Зачем его занесло сюда? На другой конец города, где он не бывал, почитай, с детских лет. На этот вопрос он вряд ли смог бы ответить. Как не мог на него ответить Фердинанд, в последние дни не отходивший от брата и покорно сопровождавший его во всех скитаниях.
Те же самые дома. Ничуть не изменившиеся. Такие же хмурые и серые. Те же улочки, скучные и грязные. Те же ребятишки, чумазые и оборванные. Впрочем, нет. Разумеется, нет. Конечно, другие – дети тех, что так же, как эти, в его времена, с криками тузя друг друга, играли в индейцев и в войну.
Почему его вдруг потянуло сюда? Он не мог ответить, хотя ответ был невероятно прост. Когда человеку плохо, он невольно и подсознательно устремляется к родным местам, туда, где ему когда-то было хорошо. Будто перенесение в обстановку прошлого может изменить настоящее.
В нетопленном трактире было холодно и смрадно. С кухни тянуло прогорклым и солоноватым запахом рыбы, зажаренной на подсолнечном масле. Кроме рыбы, в трактире ничего путного не оказалось, и братья взяли по порции.

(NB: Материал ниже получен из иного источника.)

use std::collections::BTreeMap;

use famplan_shared::{category_or_other, stock::StockItem};
use serde::Serialize;

#[derive(Debug, Clone, PartialEq, Serialize)]
pub struct StockCategory {
    pub name: String,
    pub items: Vec<StockItem>,
}

/// Groups pantry items by category. Categories are sorted by name and items
/// by normalized name, blank categories land in "Other".
pub fn group_by_category(items: Vec<StockItem>) -> Vec<StockCategory> {
    let mut groups: BTreeMap<String, Vec<StockItem>> = BTreeMap::new();

    for item in items {
        groups
            .entry(category_or_other(&item.category).to_owned())
            .or_default()
            .push(item);
    }

    groups
        .into_iter()
        .map(|(name, mut items)| {
            items.sort_by_cached_key(|item| (item.normalized_name(), item.unit.to_owned()));
            StockCategory { name, items }
        })
        .collect()
}

#[cfg(test)]
mod tests {
    use super::*;

    fn item(name: &str, category: &str) -> StockItem {
        StockItem {
            name: name.to_owned(),
            quantity: 1.0,
            unit: "kg".to_owned(),
            category: category.to_owned(),
            ..Default::default()
        }
    }

    #[test]
    fn test_group_by_category() {
        let groups = group_by_category(vec![
            item("riz", "Épicerie"),
            item("Poisson", "Poissons"),
            item("sel", " "),
            item("Farine", "Épicerie"),
            item("crevettes", "Poissons"),
        ]);

        let names = groups.iter().map(|g| g.name.as_str()).collect::<Vec<_>>();
        assert_eq!(names, vec!["Other", "Poissons", "Épicerie"]);

        let poissons = groups[1]
            .items
            .iter()
            .map(|i| i.name.as_str())
            .collect::<Vec<_>>();
        assert_eq!(poissons, vec!["crevettes", "Poisson"]);

        let epicerie = groups[2]
            .items
            .iter()
            .map(|i| i.name.as_str())
            .collect::<Vec<_>>();
        assert_eq!(epicerie, vec!["Farine", "riz"]);

        assert_eq!(groups.iter().map(|g| g.items.len()).sum::<usize>(), 5);
    }

    #[test]
    fn test_group_empty() {
        assert!(group_by_category(vec![]).is_empty());
    }
}
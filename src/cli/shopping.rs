use std::io::Write;

use anyhow::Result;
use famplan_shared::{DateRange, Metadata};
use famplan_shopping::{ShoppingRequest, generate, render_html, render_text};
use sqlx::SqlitePool;
use time::OffsetDateTime;

use super::{Format, ShoppingArgs};
use crate::config::Config;

fn request(args: &ShoppingArgs, config: &Config) -> Result<ShoppingRequest> {
    let week = DateRange::week_of(OffsetDateTime::now_utc().date());
    let range = DateRange::new(
        args.from.unwrap_or(week.start()),
        args.to.unwrap_or(week.end()),
    )?;

    let outstanding_only = if args.all {
        false
    } else {
        args.outstanding || config.shopping.outstanding_only
    };

    Ok(ShoppingRequest::new(range).outstanding_only(outstanding_only))
}

pub async fn run(
    pool: SqlitePool,
    args: ShoppingArgs,
    config: &Config,
    metadata: &Metadata,
    out: &mut impl Write,
) -> Result<()> {
    let request = request(&args, config)?;

    let list = generate(
        &famplan_dish::Query(pool.clone()),
        &famplan_mealplan::Query(pool.clone()),
        &famplan_stock::Query(pool),
        metadata,
        &request,
    )
    .await?;

    match args.format {
        Format::Text => write!(out, "{}", render_text(&list))?,
        Format::Html => writeln!(out, "{}", render_html(&list)?)?,
        Format::Json => writeln!(out, "{}", serde_json::to_string_pretty(&list)?)?,
    }

    Ok(())
}
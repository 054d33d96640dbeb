use std::io::Write;

use anyhow::Result;
use famplan_dish::{Command, DishInput, IngredientInput, Query};
use famplan_shared::Metadata;
use sqlx::SqlitePool;

use super::{DishArgs, DishCommands};

/// Parses `name;quantity;unit;category`.
pub fn parse_ingredient(value: &str) -> Result<IngredientInput, String> {
    let parts = value.split(';').map(str::trim).collect::<Vec<_>>();
    let [name, quantity, unit, category] = parts[..] else {
        return Err(format!(
            "'{value}' must be written as name;quantity;unit;category"
        ));
    };

    let quantity = quantity
        .replace(',', ".")
        .parse::<f64>()
        .map_err(|_| format!("'{quantity}' is not a quantity"))?;

    Ok(IngredientInput {
        name: name.to_owned(),
        quantity,
        unit: unit.to_owned(),
        category: category.to_owned(),
    })
}

impl From<DishArgs> for DishInput {
    fn from(args: DishArgs) -> Self {
        Self {
            name: args.name,
            category: args.category,
            servings: args.servings,
            ingredients: args.ingredients,
        }
    }
}

pub async fn run(
    pool: SqlitePool,
    command: DishCommands,
    metadata: &Metadata,
    out: &mut impl Write,
) -> Result<()> {
    let user_id = metadata.trigger_by()?;
    let query = Query(pool.clone());
    let command_handler = Command(pool);

    match command {
        DishCommands::Add(args) => {
            let id = command_handler.create(args.into(), metadata).await?;
            writeln!(out, "{id}")?;
        }
        DishCommands::Update { id, dish } => {
            command_handler.update(&id, dish.into(), metadata).await?;
            writeln!(out, "{id}")?;
        }
        DishCommands::List => {
            let dishes = query.list(&user_id).await?;
            if dishes.is_empty() {
                writeln!(out, "No dishes yet.")?;
            }
            for dish in dishes {
                writeln!(
                    out,
                    "{}  {} ({}, {} servings, {} ingredients)",
                    dish.id,
                    dish.name,
                    dish.category,
                    dish.servings,
                    dish.ingredients.len()
                )?;
            }
        }
        DishCommands::Show { id } => {
            let Some(dish) = query.find(&id, &user_id).await? else {
                anyhow::bail!("dish {id} not found");
            };

            writeln!(out, "{} ({}, {} servings)", dish.name, dish.category, dish.servings)?;
            for ingredient in &dish.ingredients {
                writeln!(
                    out,
                    "- {} {} {} [{}]",
                    ingredient
                        .quantity
                        .map(|q| q.to_string())
                        .unwrap_or_else(|| "?".to_owned()),
                    ingredient.unit,
                    ingredient.name,
                    ingredient.category
                )?;
            }
        }
        DishCommands::Delete { id } => {
            command_handler.delete(&id, metadata).await?;
            writeln!(out, "Deleted dish {id}")?;
        }
    }

    Ok(())
}

#[cfg(test)]
mod tests {
    use super::*;

    #[test]
    fn test_parse_ingredient() {
        let ingredient = parse_ingredient("poisson; 1,5 ;kg;Poissons").unwrap();
        assert_eq!(ingredient.name, "poisson");
        assert_eq!(ingredient.quantity, 1.5);
        assert_eq!(ingredient.unit, "kg");
        assert_eq!(ingredient.category, "Poissons");
    }

    #[test]
    fn test_parse_ingredient_rejects_malformed() {
        assert!(parse_ingredient("poisson;2;kg").is_err());
        assert!(parse_ingredient("poisson;deux;kg;Poissons").is_err());
    }
}
use sea_query::{
    ColumnDef, Index, IndexCreateStatement, IndexDropStatement, Table, TableCreateStatement,
    TableDropStatement,
};

use crate::table::FamilyMember;

pub struct CreateTable;

fn create_table() -> TableCreateStatement {
    Table::create()
        .table(FamilyMember::Table)
        .col(
            ColumnDef::new(FamilyMember::Id)
                .string()
                .not_null()
                .string_len(26)
                .primary_key(),
        )
        .col(ColumnDef::new(FamilyMember::UserId).string().not_null())
        .col(
            ColumnDef::new(FamilyMember::Name)
                .string()
                .not_null()
                .string_len(100),
        )
        .col(ColumnDef::new(FamilyMember::Role).string().null().string_len(50))
        .col(ColumnDef::new(FamilyMember::Age).integer().null())
        .col(ColumnDef::new(FamilyMember::Email).string().null().string_len(320))
        .col(ColumnDef::new(FamilyMember::Preferences).text().null())
        .col(ColumnDef::new(FamilyMember::Notes).text().null())
        .col(ColumnDef::new(FamilyMember::CreatedAt).big_integer().not_null())
        .to_owned()
}

fn drop_table() -> TableDropStatement {
    Table::drop().table(FamilyMember::Table).to_owned()
}

#[async_trait::async_trait]
impl sqlx_migrator::Operation<sqlx::Sqlite> for CreateTable {
    async fn up(
        &self,
        connection: &mut sqlx::SqliteConnection,
    ) -> Result<(), sqlx_migrator::Error> {
        let statement = create_table().to_string(sea_query::SqliteQueryBuilder);
        sqlx::query(&statement).execute(connection).await?;

        Ok(())
    }

    async fn down(
        &self,
        connection: &mut sqlx::SqliteConnection,
    ) -> Result<(), sqlx_migrator::Error> {
        let statement = drop_table().to_string(sea_query::SqliteQueryBuilder);
        sqlx::query(&statement).execute(connection).await?;

        Ok(())
    }
}

pub struct CreateIdx1;

fn create_idx_1() -> IndexCreateStatement {
    Index::create()
        .name("idx_family_member_user_id")
        .table(FamilyMember::Table)
        .col(FamilyMember::UserId)
        .to_owned()
}

fn drop_idx_1() -> IndexDropStatement {
    Index::drop()
        .name("idx_family_member_user_id")
        .table(FamilyMember::Table)
        .to_owned()
}

#[async_trait::async_trait]
impl sqlx_migrator::Operation<sqlx::Sqlite> for CreateIdx1 {
    async fn up(
        &self,
        connection: &mut sqlx::SqliteConnection,
    ) -> Result<(), sqlx_migrator::Error> {
        let statement = create_idx_1().to_string(sea_query::SqliteQueryBuilder);
        sqlx::query(&statement).execute(connection).await?;

        Ok(())
    }

    async fn down(
        &self,
        connection: &mut sqlx::SqliteConnection,
    ) -> Result<(), sqlx_migrator::Error> {
        let statement = drop_idx_1().to_string(sea_query::SqliteQueryBuilder);
        sqlx::query(&statement).execute(connection).await?;

        Ok(())
    }
}
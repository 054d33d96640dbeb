use sea_query::{
    ColumnDef, Index, IndexCreateStatement, IndexDropStatement, Table, TableCreateStatement,
    TableDropStatement,
};

use crate::table::Dish;

pub struct CreateTable;

fn create_table() -> TableCreateStatement {
    Table::create()
        .table(Dish::Table)
        .col(
            ColumnDef::new(Dish::Id)
                .string()
                .not_null()
                .string_len(26)
                .primary_key(),
        )
        .col(ColumnDef::new(Dish::UserId).string().not_null())
        .col(
            ColumnDef::new(Dish::Name)
                .string()
                .not_null()
                .string_len(100),
        )
        .col(
            ColumnDef::new(Dish::Category)
                .string()
                .not_null()
                .string_len(50),
        )
        .col(ColumnDef::new(Dish::Servings).integer().not_null())
        .col(ColumnDef::new(Dish::Ingredients).text().not_null())
        .col(ColumnDef::new(Dish::CreatedAt).big_integer().not_null())
        .col(ColumnDef::new(Dish::UpdatedAt).big_integer().null())
        .to_owned()
}

fn drop_table() -> TableDropStatement {
    Table::drop().table(Dish::Table).to_owned()
}

#[async_trait::async_trait]
impl sqlx_migrator::Operation<sqlx::Sqlite> for CreateTable {
    async fn up(
        &self,
        connection: &mut sqlx::SqliteConnection,
    ) -> Result<(), sqlx_migrator::Error> {
        let statement = create_table().to_string(sea_query::SqliteQueryBuilder);
        sqlx::query(&statement).execute(connection).await?;

        Ok(())
    }

    async fn down(
        &self,
        connection: &mut sqlx::SqliteConnection,
    ) -> Result<(), sqlx_migrator::Error> {
        let statement = drop_table().to_string(sea_query::SqliteQueryBuilder);
        sqlx::query(&statement).execute(connection).await?;

        Ok(())
    }
}

pub struct CreateIdx1;

fn create_idx_1() -> IndexCreateStatement {
    Index::create()
        .name("idx_dish_user_name")
        .table(Dish::Table)
        .col(Dish::UserId)
        .col(Dish::Name)
        .to_owned()
}

fn drop_idx_1() -> IndexDropStatement {
    Index::drop()
        .name("idx_dish_user_name")
        .table(Dish::Table)
        .to_owned()
}

#[async_trait::async_trait]
impl sqlx_migrator::Operation<sqlx::Sqlite> for CreateIdx1 {
    async fn up(
        &self,
        connection: &mut sqlx::SqliteConnection,
    ) -> Result<(), sqlx_migrator::Error> {
        let statement = create_idx_1().to_string(sea_query::SqliteQueryBuilder);
        sqlx::query(&statement).execute(connection).await?;

        Ok(())
    }

    async fn down(
        &self,
        connection: &mut sqlx::SqliteConnection,
    ) -> Result<(), sqlx_migrator::Error> {
        let statement = drop_idx_1().to_string(sea_query::SqliteQueryBuilder);
        sqlx::query(&statement).execute(connection).await?;

        Ok(())
    }
}
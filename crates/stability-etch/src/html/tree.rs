//! Owned markup tree
//!
//! A small element/text tree that the Markdown AST is lowered into before
//! post-processing. Raw HTML from the source is carried through untouched.

use std::fmt::Write;

/// Elements serialized without a closing tag
const VOID_ELEMENTS: &[&str] = &["br", "hr", "img", "input"];

/// A node of the markup tree
#[derive(Debug, Clone, PartialEq, Eq)]
pub enum MarkupNode {
    /// An element with attributes and children
    Element(Element),
    /// Text, escaped on output
    Text(String),
    /// Raw HTML, emitted verbatim
    Raw(String),
}

impl MarkupNode {
    /// Create a text node
    pub fn text(value: impl Into<String>) -> Self {
        MarkupNode::Text(value.into())
    }

    /// Get the element, if this node is one
    pub fn as_element(&self) -> Option<&Element> {
        match self {
            MarkupNode::Element(element) => Some(element),
            _ => None,
        }
    }

    /// Get the element mutably, if this node is one
    pub fn as_element_mut(&mut self) -> Option<&mut Element> {
        match self {
            MarkupNode::Element(element) => Some(element),
            _ => None,
        }
    }

    fn write_html(&self, out: &mut String) {
        match self {
            MarkupNode::Element(element) => element.write_html(out),
            MarkupNode::Text(text) => out.push_str(&html_escape::encode_text(text)),
            MarkupNode::Raw(html) => out.push_str(html),
        }
    }

    fn collect_text(&self, out: &mut String) {
        match self {
            MarkupNode::Element(element) => {
                for child in &element.children {
                    child.collect_text(out);
                }
            }
            MarkupNode::Text(text) => out.push_str(text),
            MarkupNode::Raw(_) => {}
        }
    }
}

impl From<Element> for MarkupNode {
    fn from(element: Element) -> Self {
        MarkupNode::Element(element)
    }
}

/// An element node
#[derive(Debug, Clone, PartialEq, Eq, Default)]
pub struct Element {
    /// Tag name, lowercase
    pub tag: String,
    /// Attributes in insertion order
    pub attrs: Vec<(String, String)>,
    /// Child nodes
    pub children: Vec<MarkupNode>,
}

impl Element {
    /// Create an empty element
    pub fn new(tag: impl Into<String>) -> Self {
        Self {
            tag: tag.into(),
            attrs: vec![],
            children: vec![],
        }
    }

    /// Add an attribute
    pub fn with_attr(mut self, name: impl Into<String>, value: impl Into<String>) -> Self {
        self.set_attr(name, value);
        self
    }

    /// Set the children
    pub fn with_children(mut self, children: Vec<MarkupNode>) -> Self {
        self.children = children;
        self
    }

    /// Set an attribute, replacing any existing value
    pub fn set_attr(&mut self, name: impl Into<String>, value: impl Into<String>) {
        let name = name.into();
        let value = value.into();
        match self.attrs.iter_mut().find(|(existing, _)| *existing == name) {
            Some(attr) => attr.1 = value,
            None => self.attrs.push((name, value)),
        }
    }

    /// Get an attribute value
    pub fn attr(&self, name: &str) -> Option<&str> {
        self.attrs
            .iter()
            .find(|(existing, _)| existing == name)
            .map(|(_, value)| value.as_str())
    }

    /// Whether this element has the given tag
    pub fn is(&self, tag: &str) -> bool {
        self.tag == tag
    }

    /// Concatenated text of all descendants (raw HTML excluded)
    pub fn text_content(&self) -> String {
        let mut out = String::new();
        for child in &self.children {
            child.collect_text(&mut out);
        }
        out
    }

    /// Child elements, skipping text between them
    pub fn child_elements(&self) -> impl Iterator<Item = &Element> {
        self.children.iter().filter_map(MarkupNode::as_element)
    }

    /// Child elements, mutably
    pub fn child_elements_mut(&mut self) -> impl Iterator<Item = &mut Element> {
        self.children.iter_mut().filter_map(MarkupNode::as_element_mut)
    }

    /// Serialize this element
    pub fn to_html(&self) -> String {
        let mut out = String::new();
        self.write_html(&mut out);
        out
    }

    fn write_html(&self, out: &mut String) {
        let _ = write!(out, "<{}", self.tag);
        for (name, value) in &self.attrs {
            let _ = write!(
                out,
                " {}=\"{}\"",
                name,
                html_escape::encode_double_quoted_attribute(value)
            );
        }
        out.push('>');

        if VOID_ELEMENTS.contains(&self.tag.as_str()) {
            return;
        }

        for child in &self.children {
            child.write_html(out);
        }
        let _ = write!(out, "</{}>", self.tag);
    }
}

/// A document: the top-level node list
#[derive(Debug, Clone, PartialEq, Eq, Default)]
pub struct MarkupTree {
    /// Top-level nodes
    pub nodes: Vec<MarkupNode>,
}

impl MarkupTree {
    /// Create a tree from top-level nodes
    pub fn new(nodes: Vec<MarkupNode>) -> Self {
        Self { nodes }
    }

    /// Serialize the whole tree
    pub fn to_html(&self) -> String {
        let mut out = String::new();
        for node in &self.nodes {
            node.write_html(&mut out);
        }
        out
    }

    /// Visit every element depth-first, parents before children.
    ///
    /// The visitor's error aborts the walk.
    pub fn try_visit_elements_mut<E>(
        &mut self,
        visitor: &mut impl FnMut(&mut Element) -> Result<(), E>,
    ) -> Result<(), E> {
        visit_nodes_mut(&mut self.nodes, visitor)
    }
}

fn visit_nodes_mut<E>(
    nodes: &mut [MarkupNode],
    visitor: &mut impl FnMut(&mut Element) -> Result<(), E>,
) -> Result<(), E> {
    for node in nodes {
        if let MarkupNode::Element(element) = node {
            visitor(element)?;
            visit_nodes_mut(&mut element.children, visitor)?;
        }
    }
    Ok(())
}
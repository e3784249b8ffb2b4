//! Build configuration
//!
//! All settings have defaults matching the doc build's output layout, so an
//! empty config (or none at all) reproduces the standard run. A TOML file can
//! override any of them:
//!
//! ```toml
//! source_dir = "out/doc/api"
//! strict = true
//!
//! [markers]
//! begin = "<!-- STABILITY_OVERVIEW_SLOT_BEGIN -->"
//! end = "<!-- STABILITY_OVERVIEW_SLOT_END -->"
//! ```

use crate::diagnostics::{StabilityError, StabilityResult};
use crate::splice::Markers;
use crate::stability::LinkRewrite;
use serde::{Deserialize, Serialize};
use std::fs;
use std::path::{Path, PathBuf};

/// File names of the generated pages, relative to the source directory
#[derive(Debug, Clone, PartialEq, Eq, Serialize, Deserialize)]
#[serde(default)]
pub struct OutputFiles {
    /// Markdown page with a stability slot
    pub markdown: PathBuf,
    /// HTML page with a stability slot
    pub html: PathBuf,
    /// JSON page with a stability slot
    pub json: PathBuf,
    /// Standalone row dump, only written when enabled
    pub stability_json: PathBuf,
}

impl Default for OutputFiles {
    fn default() -> Self {
        Self {
            markdown: PathBuf::from("documentation.md"),
            html: PathBuf::from("documentation.html"),
            json: PathBuf::from("documentation.json"),
            stability_json: PathBuf::from("stability.json"),
        }
    }
}

/// Stability build configuration
#[derive(Debug, Clone, PartialEq, Eq, Serialize, Deserialize)]
#[serde(default)]
pub struct StabilityConfig {
    /// Directory holding `all.json` and the generated pages
    pub source_dir: PathBuf,
    /// Aggregated module document, relative to `source_dir`
    pub input: PathBuf,
    /// Fail when a page has no stability slot
    pub strict: bool,
    /// Also write the rows to `outputs.stability_json`
    pub emit_stability_json: bool,
    /// Compute everything but write nothing
    pub dry_run: bool,
    /// Output file names
    pub outputs: OutputFiles,
    /// Slot markers
    pub markers: Markers,
    /// Source path to page link rewriting
    pub links: LinkRewrite,
}

impl Default for StabilityConfig {
    fn default() -> Self {
        Self {
            source_dir: PathBuf::from("out/doc/api"),
            input: PathBuf::from("all.json"),
            strict: false,
            emit_stability_json: false,
            dry_run: false,
            outputs: OutputFiles::default(),
            markers: Markers::default(),
            links: LinkRewrite::default(),
        }
    }
}

impl StabilityConfig {
    /// Parse a configuration from TOML text
    pub fn from_toml(text: &str) -> StabilityResult<Self> {
        let config: StabilityConfig = toml::from_str(text)?;
        config.validate()?;
        Ok(config)
    }

    /// Load a configuration from a TOML file
    pub fn from_toml_file(path: impl AsRef<Path>) -> StabilityResult<Self> {
        let path = path.as_ref();
        let text = fs::read_to_string(path).map_err(|e| StabilityError::file_io(path, e))?;
        Self::from_toml(&text)
    }

    /// Check markers and file names
    pub fn validate(&self) -> StabilityResult<()> {
        self.markers.validate()?;

        let names = [
            ("input", &self.input),
            ("outputs.markdown", &self.outputs.markdown),
            ("outputs.html", &self.outputs.html),
            ("outputs.json", &self.outputs.json),
            ("outputs.stability_json", &self.outputs.stability_json),
        ];
        for (key, path) in names {
            if path.as_os_str().is_empty() {
                return Err(StabilityError::config(format!("{} must not be empty", key)));
            }
        }
        Ok(())
    }

    /// Resolve a path against `source_dir` unless it is absolute
    pub fn resolve(&self, path: &Path) -> PathBuf {
        if path.is_absolute() {
            path.to_path_buf()
        } else {
            self.source_dir.join(path)
        }
    }

    /// Path of the aggregated module document
    pub fn input_path(&self) -> PathBuf {
        self.resolve(&self.input)
    }

    /// Path of the Markdown page
    pub fn markdown_path(&self) -> PathBuf {
        self.resolve(&self.outputs.markdown)
    }

    /// Path of the HTML page
    pub fn html_path(&self) -> PathBuf {
        self.resolve(&self.outputs.html)
    }

    /// Path of the JSON page
    pub fn json_path(&self) -> PathBuf {
        self.resolve(&self.outputs.json)
    }

    /// Path of the row dump
    pub fn stability_json_path(&self) -> PathBuf {
        self.resolve(&self.outputs.stability_json)
    }
}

Едва проглотив кусочек, Шуберт отшвырнул вилку. Звякнув о тарелку, она с глухим стуком упала на стол.
– Меня воротит от этой рыбы. В ней яд. Я отравился, – упорно твердил Шуберт брату.
И как тот ни пытался переубедить его, упорствовал на своем.
С того вечера ни еда, ни питье не радовали его. Хуже – они его отвращали. Омерзительный запах рыбы повсюду преследовал Шуберта. Даже во сне он не мог освободиться от прогоркло-солоноватого вкуса во рту и, просыпаясь ночью, неотвязно, с содроганием думал о том, что смертельный яд, проникший в организм, неотвратимо действует.
Меж тем съеденная рыба была ничуть не хуже другой. Видимость причины Шуберт принял за причину. Он заболел задолго до ужина в «Красном кресте», но не знал, а вернее, не хотел знать об этом. Микроб же, пробравшись в брюшину, уже давно делал свое жестокое и беспощадно разрушительное дело.